== Segment start ==

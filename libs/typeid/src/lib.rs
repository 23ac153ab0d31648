//! # typeid
//!
//! Typed, sortable identifiers: a lowercase prefix plus a 128-bit UUID.
//!
//! ## Format
//!
//! `[prefix_]suffix`, where
//!
//! - the prefix is `[a-z_]{0,63}` and neither starts nor ends with `_`
//! - the suffix is the UUID in 26 characters of lowercase base32
//!   (`0123456789abcdefghjkmnpqrstvwxyz`), first character `0`-`7`
//! - an empty prefix is written without the separator
//!
//! Examples:
//! - `user_01h455vb4pex5vsknk084sn02q`
//! - `api_key_01h455vb4pex5vsknk084sn02q`
//! - `01h455vb4pex5vsknk084sn02q`
//!
//! Every 128-bit value has exactly one encoding and every valid text decodes
//! to exactly one value, so `parse(id.to_string()) == id` always holds.
//! Generated IDs use UUIDv7 and sort by creation time.
//!
//! ```
//! use typeid::TypeId;
//!
//! let id = TypeId::generate("user")?;
//! let parsed: TypeId = id.to_string().parse()?;
//! assert_eq!(id, parsed);
//! # Ok::<(), typeid::TypeIdError>(())
//! ```

pub mod alphabet;
pub mod codec;
mod error;
mod id;
mod macros;
pub mod source;
pub mod validate;

pub use error::{TypeIdError, TypedIdError};
pub use id::{TypeId, MAX_TEXT_LEN};
pub use source::{UuidSource, UuidV7Source};

/// Re-export uuid for consumers that need raw UUID operations
pub use uuid::Uuid;

#[doc(hidden)]
pub mod __private {
    pub use serde;
    pub use uuid::Uuid;
}
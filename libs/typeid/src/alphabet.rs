//! Suffix alphabet and its reverse lookup table.
//!
//! The alphabet is Crockford-style base32 in lowercase, without `i`, `l`,
//! `o` and `u`. Both tables are plain `const` data and can be read from any
//! thread without synchronization.

/// The 32 symbols of the suffix alphabet, indexed by 5-bit value.
pub const ALPHABET: &[u8; 32] = b"0123456789abcdefghjkmnpqrstvwxyz";

/// Lookup value for bytes that are not part of [`ALPHABET`].
pub const INVALID: u8 = 0xFF;

/// Reverse table: input byte -> 5-bit value, or [`INVALID`].
pub const LOOKUP: [u8; 256] = build_lookup();

const fn build_lookup() -> [u8; 256] {
    let mut table = [INVALID; 256];
    let mut i = 0;
    while i < ALPHABET.len() {
        table[ALPHABET[i] as usize] = i as u8;
        i += 1;
    }
    table
}

/// Returns the 5-bit value of `byte`, or [`INVALID`].
#[inline]
pub const fn value_of(byte: u8) -> u8 {
    LOOKUP[byte as usize]
}

/// Returns the alphabet symbol for the low 5 bits of `bits`.
#[inline]
pub const fn symbol(bits: u64) -> u8 {
    ALPHABET[(bits & 0x1F) as usize]
}
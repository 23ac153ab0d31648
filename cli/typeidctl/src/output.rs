//! Output formatting for CLI commands.

use std::str::FromStr;

use clap::ValueEnum;
use colored::Colorize;
use serde::Serialize;
use tabled::{Table, Tabled};

/// Output format.
#[derive(Debug, Clone, Copy, Default, PartialEq, Eq, ValueEnum)]
pub enum OutputFormat {
    /// Human-readable text.
    #[default]
    Text,
    /// JSON.
    Json,
}

impl FromStr for OutputFormat {
    type Err = String;

    fn from_str(s: &str) -> Result<Self, Self::Err> {
        <Self as ValueEnum>::from_str(s, true)
    }
}

/// Print rows as a table, or as a JSON array.
pub fn print_output<T: Serialize + Tabled>(data: &[T], format: OutputFormat) {
    match format {
        OutputFormat::Text => {
            if data.is_empty() {
                println!("{}", "No items.".dimmed());
            } else {
                println!("{}", Table::new(data));
            }
        }
        OutputFormat::Json => println!("{}", format_json(data)),
    }
}

/// Print plain lines, or a JSON array of strings.
pub fn print_lines(lines: &[String], format: OutputFormat) {
    match format {
        OutputFormat::Text => {
            for line in lines {
                println!("{}", line);
            }
        }
        OutputFormat::Json => println!("{}", format_json(lines)),
    }
}

/// Print a single item as JSON.
pub fn print_single<T: Serialize>(data: &T) {
    println!("{}", format_json(data));
}

fn format_json<T: Serialize + ?Sized>(data: &T) -> String {
    serde_json::to_string_pretty(data).unwrap_or_else(|_| "null".to_string())
}

/// Print a success message.
pub fn print_success(message: &str) {
    println!("{} {}", "Valid:".green().bold(), message);
}

/// Print a failure message for one input without aborting.
pub fn print_failure(input: &str, message: &str) {
    eprintln!("{} {}: {}", "Invalid:".red().bold(), input, message);
}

== Segment end ==

Your instructions: The entire listing above, every line of it, should be copied out exactly.

Finished task:
filename libs/typeid/src/lib.rs
repository 23ac153ab0d31648
//! # typeid
//!
//! Typed, sortable identifiers: a lowercase prefix plus a 128-bit UUID.
//!
//! ## Format
//!
//! `[prefix_]suffix`, where
//!
//! - the prefix is `[a-z_]{0,63}` and neither starts nor ends with `_`
//! - the suffix is the UUID in 26 characters of lowercase base32
//!   (`0123456789abcdefghjkmnpqrstvwxyz`), first character `0`-`7`
//! - an empty prefix is written without the separator
//!
//! Examples:
//! - `user_01h455vb4pex5vsknk084sn02q`
//! - `api_key_01h455vb4pex5vsknk084sn02q`
//! - `01h455vb4pex5vsknk084sn02q`
//!
//! Every 128-bit value has exactly one encoding and every valid text decodes
//! to exactly one value, so `parse(id.to_string()) == id` always holds.
//! Generated IDs use UUIDv7 and sort by creation time.
//!
//! ```
//! use typeid::TypeId;
//!
//! let id = TypeId::generate("user")?;
//! let parsed: TypeId = id.to_string().parse()?;
//! assert_eq!(id, parsed);
//! # Ok::<(), typeid::TypeIdError>(())
//! ```

pub mod alphabet;
pub mod codec;
mod error;
mod id;
mod macros;
pub mod source;
pub mod validate;

pub use error::{TypeIdError, TypedIdError};
pub use id::{TypeId, MAX_TEXT_LEN};
pub use source::{UuidSource, UuidV7Source};

/// Re-export uuid for consumers that need raw UUID operations
pub use uuid::Uuid;

#[doc(hidden)]
pub mod __private {
    pub use serde;
    pub use uuid::Uuid;
}
filename libs/typeid/src/alphabet.rs
//! Suffix alphabet and its reverse lookup table.
//!
//! The alphabet is Crockford-style base32 in lowercase, without `i`, `l`,
//! `o` and `u`. Both tables are plain `const` data and can be read from any
//! thread without synchronization.

/// The 32 symbols of the suffix alphabet, indexed by 5-bit value.
pub const ALPHABET: &[u8; 32] = b"0123456789abcdefghjkmnpqrstvwxyz";

/// Lookup value for bytes that are not part of [`ALPHABET`].
pub const INVALID: u8 = 0xFF;

/// Reverse table: input byte -> 5-bit value, or [`INVALID`].
pub const LOOKUP: [u8; 256] = build_lookup();

const fn build_lookup() -> [u8; 256] {
    let mut table = [INVALID; 256];
    let mut i = 0;
    while i < ALPHABET.len() {
        table[ALPHABET[i] as usize] = i as u8;
        i += 1;
    }
    table
}

/// Returns the 5-bit value of `byte`, or [`INVALID`].
#[inline]
pub const fn value_of(byte: u8) -> u8 {
    LOOKUP[byte as usize]
}

/// Returns the alphabet symbol for the low 5 bits of `bits`.
#[inline]
pub const fn symbol(bits: u64) -> u8 {
    ALPHABET[(bits & 0x1F) as usize]
}
repository 23ac153ab0d31648
filename cli/typeidctl/src/output.rs
//! Output formatting for CLI commands.

use std::str::FromStr;

use clap::ValueEnum;
use colored::Colorize;
use serde::Serialize;
use tabled::{Table, Tabled};

/// Output format.
#[derive(Debug, Clone, Copy, Default, PartialEq, Eq, ValueEnum)]
pub enum OutputFormat {
    /// Human-readable text.
    #[default]
    Text,
    /// JSON.
    Json,
}

impl FromStr for OutputFormat {
    type Err = String;

    fn from_str(s: &str) -> Result<Self, Self::Err> {
        <Self as ValueEnum>::from_str(s, true)
    }
}

/// Print rows as a table, or as a JSON array.
pub fn print_output<T: Serialize + Tabled>(data: &[T], format: OutputFormat) {
    match format {
        OutputFormat::Text => {
            if data.is_empty() {
                println!("{}", "No items.".dimmed());
            } else {
                println!("{}", Table::new(data));
            }
        }
        OutputFormat::Json => println!("{}", format_json(data)),
    }
}

/// Print plain lines, or a JSON array of strings.
pub fn print_lines(lines: &[String], format: OutputFormat) {
    match format {
        OutputFormat::Text => {
            for line in lines {
                println!("{}", line);
            }
        }
        OutputFormat::Json => println!("{}", format_json(lines)),
    }
}

/// Print a single item as JSON.
pub fn print_single<T: Serialize>(data: &T) {
    println!("{}", format_json(data));
}

fn format_json<T: Serialize + ?Sized>(data: &T) -> String {
    serde_json::to_string_pretty(data).unwrap_or_else(|_| "null".to_string())
}

/// Print a success message.
pub fn print_success(message: &str) {
    println!("{} {}", "Valid:".green().bold(), message);
}

/// Print a failure message for one input without aborting.
pub fn print_failure(input: &str, message: &str) {
    eprintln!("{} {}: {}", "Invalid:".red().bold(), input, message);
}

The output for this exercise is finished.